**Task brief:**
Across the data below, count every line where the string "MatchLog" appears. Answer with the number alone.

(Source data)
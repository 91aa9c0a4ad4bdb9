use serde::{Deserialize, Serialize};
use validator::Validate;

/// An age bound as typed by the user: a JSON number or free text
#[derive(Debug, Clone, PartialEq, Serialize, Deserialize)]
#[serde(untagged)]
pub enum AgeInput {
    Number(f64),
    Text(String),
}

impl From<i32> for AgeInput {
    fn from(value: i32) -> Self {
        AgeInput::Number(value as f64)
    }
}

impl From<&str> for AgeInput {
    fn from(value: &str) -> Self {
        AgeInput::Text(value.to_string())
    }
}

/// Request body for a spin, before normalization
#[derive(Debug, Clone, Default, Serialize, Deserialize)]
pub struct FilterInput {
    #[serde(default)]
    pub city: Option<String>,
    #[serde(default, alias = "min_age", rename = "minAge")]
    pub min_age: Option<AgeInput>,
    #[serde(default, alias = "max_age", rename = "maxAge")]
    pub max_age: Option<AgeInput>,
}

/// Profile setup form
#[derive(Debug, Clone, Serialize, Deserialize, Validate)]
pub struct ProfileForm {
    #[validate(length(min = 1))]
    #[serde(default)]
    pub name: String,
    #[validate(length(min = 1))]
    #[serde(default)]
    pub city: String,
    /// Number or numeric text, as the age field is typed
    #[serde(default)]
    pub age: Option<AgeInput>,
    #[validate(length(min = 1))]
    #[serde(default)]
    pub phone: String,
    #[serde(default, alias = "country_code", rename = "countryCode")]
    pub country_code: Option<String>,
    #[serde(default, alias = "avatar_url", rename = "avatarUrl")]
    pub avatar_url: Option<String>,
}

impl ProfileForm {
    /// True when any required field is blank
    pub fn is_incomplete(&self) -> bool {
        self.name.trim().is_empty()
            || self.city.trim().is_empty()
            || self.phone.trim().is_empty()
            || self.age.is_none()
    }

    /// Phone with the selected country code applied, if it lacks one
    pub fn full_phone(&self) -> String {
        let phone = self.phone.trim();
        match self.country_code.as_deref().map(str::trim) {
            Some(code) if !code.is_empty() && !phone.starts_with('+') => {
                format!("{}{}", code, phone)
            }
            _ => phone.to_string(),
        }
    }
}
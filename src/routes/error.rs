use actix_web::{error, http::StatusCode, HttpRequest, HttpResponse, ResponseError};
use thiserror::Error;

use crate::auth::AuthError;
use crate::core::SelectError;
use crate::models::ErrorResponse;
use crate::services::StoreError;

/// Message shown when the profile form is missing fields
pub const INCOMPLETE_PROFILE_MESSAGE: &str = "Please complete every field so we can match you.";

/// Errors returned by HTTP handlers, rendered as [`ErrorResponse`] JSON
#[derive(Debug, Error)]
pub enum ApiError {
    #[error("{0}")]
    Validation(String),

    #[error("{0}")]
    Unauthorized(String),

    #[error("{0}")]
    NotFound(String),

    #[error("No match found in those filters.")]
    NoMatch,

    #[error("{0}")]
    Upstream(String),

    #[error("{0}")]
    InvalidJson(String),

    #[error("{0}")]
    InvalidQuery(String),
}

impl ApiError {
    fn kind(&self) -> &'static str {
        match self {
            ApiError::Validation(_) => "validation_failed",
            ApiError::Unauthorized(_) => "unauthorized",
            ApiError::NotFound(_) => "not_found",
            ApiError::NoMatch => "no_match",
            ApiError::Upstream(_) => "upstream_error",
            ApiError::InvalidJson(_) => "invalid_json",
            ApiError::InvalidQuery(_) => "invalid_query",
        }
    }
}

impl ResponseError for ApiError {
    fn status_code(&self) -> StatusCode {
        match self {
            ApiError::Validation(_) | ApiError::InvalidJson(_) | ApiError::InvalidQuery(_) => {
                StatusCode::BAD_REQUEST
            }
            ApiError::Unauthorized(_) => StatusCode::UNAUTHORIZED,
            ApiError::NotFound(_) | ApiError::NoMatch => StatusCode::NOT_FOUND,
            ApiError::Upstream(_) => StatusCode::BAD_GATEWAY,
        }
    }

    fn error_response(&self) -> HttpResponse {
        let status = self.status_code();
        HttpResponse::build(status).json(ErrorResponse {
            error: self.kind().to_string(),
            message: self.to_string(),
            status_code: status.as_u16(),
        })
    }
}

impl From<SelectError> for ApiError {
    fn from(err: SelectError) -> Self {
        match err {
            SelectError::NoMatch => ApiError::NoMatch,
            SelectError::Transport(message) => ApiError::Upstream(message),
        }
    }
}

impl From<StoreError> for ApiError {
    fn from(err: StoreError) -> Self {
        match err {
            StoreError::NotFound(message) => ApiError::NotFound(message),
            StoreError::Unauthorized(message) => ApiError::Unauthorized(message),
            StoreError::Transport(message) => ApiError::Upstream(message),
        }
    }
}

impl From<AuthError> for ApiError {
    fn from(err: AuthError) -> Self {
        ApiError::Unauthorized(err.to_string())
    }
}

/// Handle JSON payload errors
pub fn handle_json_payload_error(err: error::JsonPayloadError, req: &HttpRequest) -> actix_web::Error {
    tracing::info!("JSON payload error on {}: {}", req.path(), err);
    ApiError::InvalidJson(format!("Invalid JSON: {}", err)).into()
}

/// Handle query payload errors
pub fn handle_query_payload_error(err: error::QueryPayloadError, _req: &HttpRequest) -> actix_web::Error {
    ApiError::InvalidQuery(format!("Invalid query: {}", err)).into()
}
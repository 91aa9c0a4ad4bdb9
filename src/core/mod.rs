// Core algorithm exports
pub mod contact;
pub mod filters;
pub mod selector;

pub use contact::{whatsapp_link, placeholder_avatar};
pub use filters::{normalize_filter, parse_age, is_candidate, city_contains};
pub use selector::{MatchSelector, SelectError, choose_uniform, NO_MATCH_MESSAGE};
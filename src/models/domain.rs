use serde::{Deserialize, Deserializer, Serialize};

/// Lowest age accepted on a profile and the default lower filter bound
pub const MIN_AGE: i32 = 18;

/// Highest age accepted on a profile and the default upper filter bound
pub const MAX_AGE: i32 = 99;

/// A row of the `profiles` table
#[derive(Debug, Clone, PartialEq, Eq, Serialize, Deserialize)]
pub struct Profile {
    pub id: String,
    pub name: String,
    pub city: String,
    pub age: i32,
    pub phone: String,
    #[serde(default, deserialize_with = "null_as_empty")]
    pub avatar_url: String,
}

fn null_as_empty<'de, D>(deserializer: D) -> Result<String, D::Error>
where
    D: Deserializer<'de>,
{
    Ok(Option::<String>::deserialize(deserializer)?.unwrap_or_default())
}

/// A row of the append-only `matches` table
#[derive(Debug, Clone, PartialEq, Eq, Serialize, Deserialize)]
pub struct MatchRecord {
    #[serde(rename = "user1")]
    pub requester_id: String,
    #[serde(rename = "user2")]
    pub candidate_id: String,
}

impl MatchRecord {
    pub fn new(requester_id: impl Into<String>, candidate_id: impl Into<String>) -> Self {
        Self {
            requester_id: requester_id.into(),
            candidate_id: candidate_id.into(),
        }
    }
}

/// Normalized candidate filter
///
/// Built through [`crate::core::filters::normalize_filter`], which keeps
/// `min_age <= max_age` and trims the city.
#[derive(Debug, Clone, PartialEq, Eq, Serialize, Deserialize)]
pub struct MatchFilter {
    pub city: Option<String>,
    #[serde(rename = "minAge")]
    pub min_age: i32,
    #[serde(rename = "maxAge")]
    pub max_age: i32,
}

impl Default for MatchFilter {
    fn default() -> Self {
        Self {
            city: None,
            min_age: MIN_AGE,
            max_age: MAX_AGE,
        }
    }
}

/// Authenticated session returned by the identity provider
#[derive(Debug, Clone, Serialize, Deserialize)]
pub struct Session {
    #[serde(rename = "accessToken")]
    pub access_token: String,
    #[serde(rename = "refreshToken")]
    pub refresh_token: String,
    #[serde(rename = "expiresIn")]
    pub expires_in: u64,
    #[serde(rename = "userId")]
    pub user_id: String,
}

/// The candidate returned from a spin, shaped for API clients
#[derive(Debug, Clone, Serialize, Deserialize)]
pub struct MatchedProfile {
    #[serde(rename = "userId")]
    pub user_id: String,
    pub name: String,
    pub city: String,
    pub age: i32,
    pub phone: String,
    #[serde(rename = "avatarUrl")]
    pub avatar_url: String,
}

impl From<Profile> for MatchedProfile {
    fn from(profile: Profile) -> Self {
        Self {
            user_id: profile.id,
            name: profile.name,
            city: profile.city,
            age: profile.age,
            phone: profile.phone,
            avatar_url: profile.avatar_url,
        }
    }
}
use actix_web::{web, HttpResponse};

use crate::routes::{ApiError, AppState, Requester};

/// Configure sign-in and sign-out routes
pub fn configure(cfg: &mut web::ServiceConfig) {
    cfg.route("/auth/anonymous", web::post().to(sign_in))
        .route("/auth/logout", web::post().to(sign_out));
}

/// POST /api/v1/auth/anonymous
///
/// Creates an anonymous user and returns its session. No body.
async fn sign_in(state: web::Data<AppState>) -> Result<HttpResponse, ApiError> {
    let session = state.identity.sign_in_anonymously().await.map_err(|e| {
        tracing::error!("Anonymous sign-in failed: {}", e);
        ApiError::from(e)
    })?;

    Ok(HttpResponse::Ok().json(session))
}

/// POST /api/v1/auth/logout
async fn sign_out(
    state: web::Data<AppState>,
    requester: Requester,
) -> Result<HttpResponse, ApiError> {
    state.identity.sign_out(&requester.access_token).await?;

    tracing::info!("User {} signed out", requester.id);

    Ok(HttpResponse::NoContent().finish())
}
...
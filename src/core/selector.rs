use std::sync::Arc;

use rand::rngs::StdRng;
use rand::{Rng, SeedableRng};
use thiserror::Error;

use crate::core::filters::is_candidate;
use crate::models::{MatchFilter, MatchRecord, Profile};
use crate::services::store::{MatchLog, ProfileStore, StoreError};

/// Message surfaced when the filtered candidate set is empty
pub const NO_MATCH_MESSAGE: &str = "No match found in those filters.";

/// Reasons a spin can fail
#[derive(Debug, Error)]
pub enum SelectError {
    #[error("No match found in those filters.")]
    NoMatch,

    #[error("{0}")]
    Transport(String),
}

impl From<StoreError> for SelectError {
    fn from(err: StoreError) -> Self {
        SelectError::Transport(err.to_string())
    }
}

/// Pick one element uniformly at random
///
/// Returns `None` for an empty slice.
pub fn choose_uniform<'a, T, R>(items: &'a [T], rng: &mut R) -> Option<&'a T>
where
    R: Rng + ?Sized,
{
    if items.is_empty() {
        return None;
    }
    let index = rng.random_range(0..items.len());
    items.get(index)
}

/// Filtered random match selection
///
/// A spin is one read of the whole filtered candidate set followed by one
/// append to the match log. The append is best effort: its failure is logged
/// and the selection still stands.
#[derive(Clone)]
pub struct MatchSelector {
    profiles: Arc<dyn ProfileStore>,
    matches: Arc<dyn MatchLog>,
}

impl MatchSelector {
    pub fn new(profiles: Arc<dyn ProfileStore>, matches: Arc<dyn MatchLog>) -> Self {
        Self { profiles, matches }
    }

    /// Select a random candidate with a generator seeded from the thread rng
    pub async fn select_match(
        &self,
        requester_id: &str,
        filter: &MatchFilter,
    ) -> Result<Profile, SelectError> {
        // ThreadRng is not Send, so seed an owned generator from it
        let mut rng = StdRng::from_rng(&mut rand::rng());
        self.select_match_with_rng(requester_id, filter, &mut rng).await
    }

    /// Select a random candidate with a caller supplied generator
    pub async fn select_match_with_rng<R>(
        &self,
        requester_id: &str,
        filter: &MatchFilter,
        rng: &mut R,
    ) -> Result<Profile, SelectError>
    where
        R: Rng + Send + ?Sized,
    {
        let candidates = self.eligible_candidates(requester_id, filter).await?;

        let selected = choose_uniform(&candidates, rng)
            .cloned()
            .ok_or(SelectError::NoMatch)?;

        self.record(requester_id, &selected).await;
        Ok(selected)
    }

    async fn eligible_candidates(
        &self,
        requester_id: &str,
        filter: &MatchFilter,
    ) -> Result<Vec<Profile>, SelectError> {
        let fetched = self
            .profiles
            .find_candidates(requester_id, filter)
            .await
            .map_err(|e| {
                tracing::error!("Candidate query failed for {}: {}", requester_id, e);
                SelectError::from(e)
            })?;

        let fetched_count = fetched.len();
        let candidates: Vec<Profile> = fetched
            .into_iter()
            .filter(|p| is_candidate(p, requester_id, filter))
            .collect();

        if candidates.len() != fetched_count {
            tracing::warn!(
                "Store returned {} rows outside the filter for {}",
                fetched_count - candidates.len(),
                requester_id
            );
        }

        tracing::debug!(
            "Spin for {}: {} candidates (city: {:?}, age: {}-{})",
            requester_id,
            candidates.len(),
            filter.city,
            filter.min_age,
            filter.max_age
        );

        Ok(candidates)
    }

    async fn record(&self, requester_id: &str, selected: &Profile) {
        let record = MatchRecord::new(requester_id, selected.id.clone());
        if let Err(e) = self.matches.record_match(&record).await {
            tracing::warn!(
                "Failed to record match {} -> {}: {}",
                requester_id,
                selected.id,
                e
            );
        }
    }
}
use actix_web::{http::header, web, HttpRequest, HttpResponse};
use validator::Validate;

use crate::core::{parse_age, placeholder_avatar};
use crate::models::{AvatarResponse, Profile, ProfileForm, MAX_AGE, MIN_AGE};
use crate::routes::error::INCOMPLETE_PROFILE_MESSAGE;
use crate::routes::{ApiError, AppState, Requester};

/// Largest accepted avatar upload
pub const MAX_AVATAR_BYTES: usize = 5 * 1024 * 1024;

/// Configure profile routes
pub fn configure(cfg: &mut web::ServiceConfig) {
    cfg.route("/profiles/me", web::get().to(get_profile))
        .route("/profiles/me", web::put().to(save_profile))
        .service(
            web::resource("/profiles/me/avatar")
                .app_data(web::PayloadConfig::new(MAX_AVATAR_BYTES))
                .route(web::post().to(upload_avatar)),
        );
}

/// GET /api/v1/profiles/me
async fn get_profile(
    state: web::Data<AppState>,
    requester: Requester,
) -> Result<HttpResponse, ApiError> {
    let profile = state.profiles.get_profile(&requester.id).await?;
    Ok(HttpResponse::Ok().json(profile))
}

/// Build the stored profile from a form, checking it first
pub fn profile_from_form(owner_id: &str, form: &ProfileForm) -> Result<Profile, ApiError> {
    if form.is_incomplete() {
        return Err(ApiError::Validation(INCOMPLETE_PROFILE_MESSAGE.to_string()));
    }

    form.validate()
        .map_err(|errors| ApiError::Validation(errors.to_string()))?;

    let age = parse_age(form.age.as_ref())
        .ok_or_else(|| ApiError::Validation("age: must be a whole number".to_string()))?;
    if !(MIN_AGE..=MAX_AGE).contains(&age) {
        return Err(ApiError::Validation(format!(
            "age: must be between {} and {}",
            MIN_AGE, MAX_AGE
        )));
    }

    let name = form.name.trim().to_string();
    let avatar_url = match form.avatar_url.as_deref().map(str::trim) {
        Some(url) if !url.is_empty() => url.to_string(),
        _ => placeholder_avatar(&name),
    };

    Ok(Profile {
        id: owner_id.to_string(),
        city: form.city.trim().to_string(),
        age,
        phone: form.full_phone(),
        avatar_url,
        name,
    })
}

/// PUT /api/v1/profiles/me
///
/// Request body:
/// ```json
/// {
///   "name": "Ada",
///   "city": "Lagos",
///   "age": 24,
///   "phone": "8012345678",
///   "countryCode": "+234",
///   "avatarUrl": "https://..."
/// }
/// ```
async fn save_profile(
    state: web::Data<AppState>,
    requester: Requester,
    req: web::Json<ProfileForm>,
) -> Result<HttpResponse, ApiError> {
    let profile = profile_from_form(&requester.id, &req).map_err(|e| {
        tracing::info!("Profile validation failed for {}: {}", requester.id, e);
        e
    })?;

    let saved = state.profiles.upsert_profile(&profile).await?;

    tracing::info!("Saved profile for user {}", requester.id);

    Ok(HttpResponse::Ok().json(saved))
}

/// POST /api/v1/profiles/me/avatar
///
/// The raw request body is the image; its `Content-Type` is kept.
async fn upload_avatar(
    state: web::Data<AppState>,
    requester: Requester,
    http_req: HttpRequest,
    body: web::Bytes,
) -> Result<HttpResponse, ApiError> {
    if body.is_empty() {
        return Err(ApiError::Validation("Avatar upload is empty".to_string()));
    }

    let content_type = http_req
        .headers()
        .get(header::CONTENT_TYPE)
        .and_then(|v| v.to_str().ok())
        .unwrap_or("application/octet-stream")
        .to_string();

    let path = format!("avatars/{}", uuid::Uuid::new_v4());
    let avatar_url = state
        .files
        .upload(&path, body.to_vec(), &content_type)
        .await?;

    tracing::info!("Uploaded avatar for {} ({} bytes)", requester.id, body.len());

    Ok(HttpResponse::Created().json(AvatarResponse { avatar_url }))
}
==
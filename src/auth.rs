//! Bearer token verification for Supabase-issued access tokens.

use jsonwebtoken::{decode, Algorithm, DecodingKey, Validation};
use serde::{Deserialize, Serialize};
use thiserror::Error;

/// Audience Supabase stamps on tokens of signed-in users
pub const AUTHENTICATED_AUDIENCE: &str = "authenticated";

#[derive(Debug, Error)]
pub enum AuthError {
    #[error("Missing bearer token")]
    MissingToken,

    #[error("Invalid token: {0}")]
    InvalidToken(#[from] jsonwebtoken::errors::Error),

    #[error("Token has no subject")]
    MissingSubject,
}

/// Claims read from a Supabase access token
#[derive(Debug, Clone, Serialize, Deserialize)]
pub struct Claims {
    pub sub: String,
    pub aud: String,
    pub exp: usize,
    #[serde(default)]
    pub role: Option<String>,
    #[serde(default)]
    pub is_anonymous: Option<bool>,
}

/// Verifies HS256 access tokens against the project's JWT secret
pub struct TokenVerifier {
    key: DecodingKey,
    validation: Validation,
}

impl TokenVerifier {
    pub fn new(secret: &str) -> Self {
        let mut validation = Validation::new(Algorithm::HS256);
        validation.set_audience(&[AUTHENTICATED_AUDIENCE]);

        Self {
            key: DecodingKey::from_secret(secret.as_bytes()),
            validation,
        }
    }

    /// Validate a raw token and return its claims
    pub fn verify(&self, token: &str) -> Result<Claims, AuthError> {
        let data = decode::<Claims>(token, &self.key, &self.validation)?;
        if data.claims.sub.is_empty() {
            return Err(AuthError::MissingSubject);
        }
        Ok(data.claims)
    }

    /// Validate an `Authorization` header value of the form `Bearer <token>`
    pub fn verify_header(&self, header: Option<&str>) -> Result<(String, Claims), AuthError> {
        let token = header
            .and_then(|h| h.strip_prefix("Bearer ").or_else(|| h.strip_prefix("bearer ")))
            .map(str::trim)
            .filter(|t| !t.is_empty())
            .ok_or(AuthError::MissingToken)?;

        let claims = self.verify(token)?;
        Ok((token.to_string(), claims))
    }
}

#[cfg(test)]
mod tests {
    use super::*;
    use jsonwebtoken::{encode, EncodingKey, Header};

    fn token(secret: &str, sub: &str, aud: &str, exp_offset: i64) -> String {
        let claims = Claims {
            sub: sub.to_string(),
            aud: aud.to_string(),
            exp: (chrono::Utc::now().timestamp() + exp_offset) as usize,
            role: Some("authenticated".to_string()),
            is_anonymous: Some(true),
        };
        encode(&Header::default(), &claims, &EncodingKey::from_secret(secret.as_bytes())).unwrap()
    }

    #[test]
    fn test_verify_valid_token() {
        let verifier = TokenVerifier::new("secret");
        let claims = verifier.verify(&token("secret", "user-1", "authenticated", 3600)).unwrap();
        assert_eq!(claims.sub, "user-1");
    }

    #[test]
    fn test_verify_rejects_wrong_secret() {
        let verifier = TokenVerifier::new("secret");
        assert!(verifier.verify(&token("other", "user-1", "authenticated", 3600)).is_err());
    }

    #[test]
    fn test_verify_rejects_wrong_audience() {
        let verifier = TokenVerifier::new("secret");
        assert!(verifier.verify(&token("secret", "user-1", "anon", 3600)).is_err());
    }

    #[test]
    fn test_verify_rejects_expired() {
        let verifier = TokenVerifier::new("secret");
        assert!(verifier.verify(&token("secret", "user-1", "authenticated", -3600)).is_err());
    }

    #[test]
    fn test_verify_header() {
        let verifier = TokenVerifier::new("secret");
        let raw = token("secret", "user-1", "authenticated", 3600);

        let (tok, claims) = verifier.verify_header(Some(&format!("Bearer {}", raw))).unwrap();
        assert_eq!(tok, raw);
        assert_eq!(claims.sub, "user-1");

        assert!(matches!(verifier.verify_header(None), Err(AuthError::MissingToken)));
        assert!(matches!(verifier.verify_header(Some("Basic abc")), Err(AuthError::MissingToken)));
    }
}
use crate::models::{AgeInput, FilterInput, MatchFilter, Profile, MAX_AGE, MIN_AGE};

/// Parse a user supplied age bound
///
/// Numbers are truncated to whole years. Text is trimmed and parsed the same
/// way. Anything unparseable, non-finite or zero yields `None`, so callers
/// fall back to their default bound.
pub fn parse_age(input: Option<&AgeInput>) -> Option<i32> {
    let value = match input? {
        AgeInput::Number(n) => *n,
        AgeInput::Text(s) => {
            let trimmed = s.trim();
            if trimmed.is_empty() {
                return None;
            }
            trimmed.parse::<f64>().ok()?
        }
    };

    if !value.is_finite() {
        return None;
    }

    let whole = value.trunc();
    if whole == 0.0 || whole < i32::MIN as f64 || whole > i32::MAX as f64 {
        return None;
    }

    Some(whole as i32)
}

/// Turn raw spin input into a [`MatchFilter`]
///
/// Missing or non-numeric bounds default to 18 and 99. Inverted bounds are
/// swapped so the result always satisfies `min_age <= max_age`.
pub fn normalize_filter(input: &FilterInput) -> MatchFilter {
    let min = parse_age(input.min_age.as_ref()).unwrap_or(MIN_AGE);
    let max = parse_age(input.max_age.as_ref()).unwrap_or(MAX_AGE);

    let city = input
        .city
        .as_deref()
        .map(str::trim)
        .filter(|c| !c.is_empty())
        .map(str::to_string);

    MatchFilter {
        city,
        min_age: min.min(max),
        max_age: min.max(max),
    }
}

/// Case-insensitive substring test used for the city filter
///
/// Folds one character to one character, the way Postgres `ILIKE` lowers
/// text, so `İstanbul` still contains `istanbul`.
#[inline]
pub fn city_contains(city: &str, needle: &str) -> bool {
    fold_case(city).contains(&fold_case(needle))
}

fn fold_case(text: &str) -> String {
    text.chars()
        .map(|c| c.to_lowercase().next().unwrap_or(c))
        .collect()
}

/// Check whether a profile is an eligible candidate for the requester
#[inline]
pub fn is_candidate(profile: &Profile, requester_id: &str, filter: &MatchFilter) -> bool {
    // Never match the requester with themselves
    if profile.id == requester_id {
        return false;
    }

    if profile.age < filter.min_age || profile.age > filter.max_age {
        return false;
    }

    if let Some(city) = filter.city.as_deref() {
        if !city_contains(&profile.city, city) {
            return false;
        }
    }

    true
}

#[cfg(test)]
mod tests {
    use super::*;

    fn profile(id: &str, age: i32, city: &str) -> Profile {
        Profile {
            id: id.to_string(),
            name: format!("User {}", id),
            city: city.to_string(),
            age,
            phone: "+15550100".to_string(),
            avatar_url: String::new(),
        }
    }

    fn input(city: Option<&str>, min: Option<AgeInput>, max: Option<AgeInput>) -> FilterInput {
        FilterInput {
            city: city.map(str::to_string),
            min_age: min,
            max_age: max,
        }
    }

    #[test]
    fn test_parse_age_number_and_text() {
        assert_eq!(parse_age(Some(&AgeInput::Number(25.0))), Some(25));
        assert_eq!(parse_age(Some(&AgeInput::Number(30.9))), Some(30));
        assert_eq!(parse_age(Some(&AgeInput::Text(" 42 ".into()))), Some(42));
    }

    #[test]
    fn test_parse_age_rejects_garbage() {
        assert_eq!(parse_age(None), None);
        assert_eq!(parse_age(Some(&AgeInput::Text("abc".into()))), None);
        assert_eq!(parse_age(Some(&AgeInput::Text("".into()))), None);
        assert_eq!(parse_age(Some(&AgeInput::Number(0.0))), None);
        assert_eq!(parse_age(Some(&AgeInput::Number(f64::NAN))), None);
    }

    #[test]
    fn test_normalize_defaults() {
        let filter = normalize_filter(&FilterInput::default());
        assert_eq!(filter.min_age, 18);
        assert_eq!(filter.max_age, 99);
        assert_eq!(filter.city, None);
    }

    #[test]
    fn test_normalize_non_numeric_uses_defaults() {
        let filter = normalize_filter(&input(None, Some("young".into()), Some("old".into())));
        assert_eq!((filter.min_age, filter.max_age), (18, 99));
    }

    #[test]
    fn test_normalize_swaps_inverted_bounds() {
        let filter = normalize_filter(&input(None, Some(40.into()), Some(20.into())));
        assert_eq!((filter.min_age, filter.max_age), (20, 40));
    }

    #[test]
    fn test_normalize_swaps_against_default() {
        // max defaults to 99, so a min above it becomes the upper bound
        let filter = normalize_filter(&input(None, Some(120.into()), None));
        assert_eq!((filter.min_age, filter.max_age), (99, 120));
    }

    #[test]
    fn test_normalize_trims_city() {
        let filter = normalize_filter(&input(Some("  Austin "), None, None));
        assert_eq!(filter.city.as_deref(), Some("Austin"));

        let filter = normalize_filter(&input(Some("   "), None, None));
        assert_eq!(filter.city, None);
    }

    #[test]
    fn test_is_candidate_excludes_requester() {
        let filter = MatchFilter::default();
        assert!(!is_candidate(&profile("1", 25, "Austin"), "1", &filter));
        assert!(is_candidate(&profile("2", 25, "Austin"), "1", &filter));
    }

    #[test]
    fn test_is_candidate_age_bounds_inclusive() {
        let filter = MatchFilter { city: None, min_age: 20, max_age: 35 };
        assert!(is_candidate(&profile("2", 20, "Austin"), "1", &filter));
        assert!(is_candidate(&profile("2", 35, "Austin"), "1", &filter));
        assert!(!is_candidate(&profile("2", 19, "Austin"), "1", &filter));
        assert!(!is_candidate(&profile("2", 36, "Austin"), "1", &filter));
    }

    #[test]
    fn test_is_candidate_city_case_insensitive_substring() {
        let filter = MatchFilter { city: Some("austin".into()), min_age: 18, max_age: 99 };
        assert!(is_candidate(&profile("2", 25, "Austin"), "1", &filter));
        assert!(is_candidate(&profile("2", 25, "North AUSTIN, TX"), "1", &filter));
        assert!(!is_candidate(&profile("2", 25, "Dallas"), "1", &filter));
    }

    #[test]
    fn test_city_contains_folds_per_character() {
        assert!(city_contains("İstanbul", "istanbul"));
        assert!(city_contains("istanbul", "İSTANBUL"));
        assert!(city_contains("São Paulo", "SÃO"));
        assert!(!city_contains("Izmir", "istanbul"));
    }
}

**Output for this task:**
3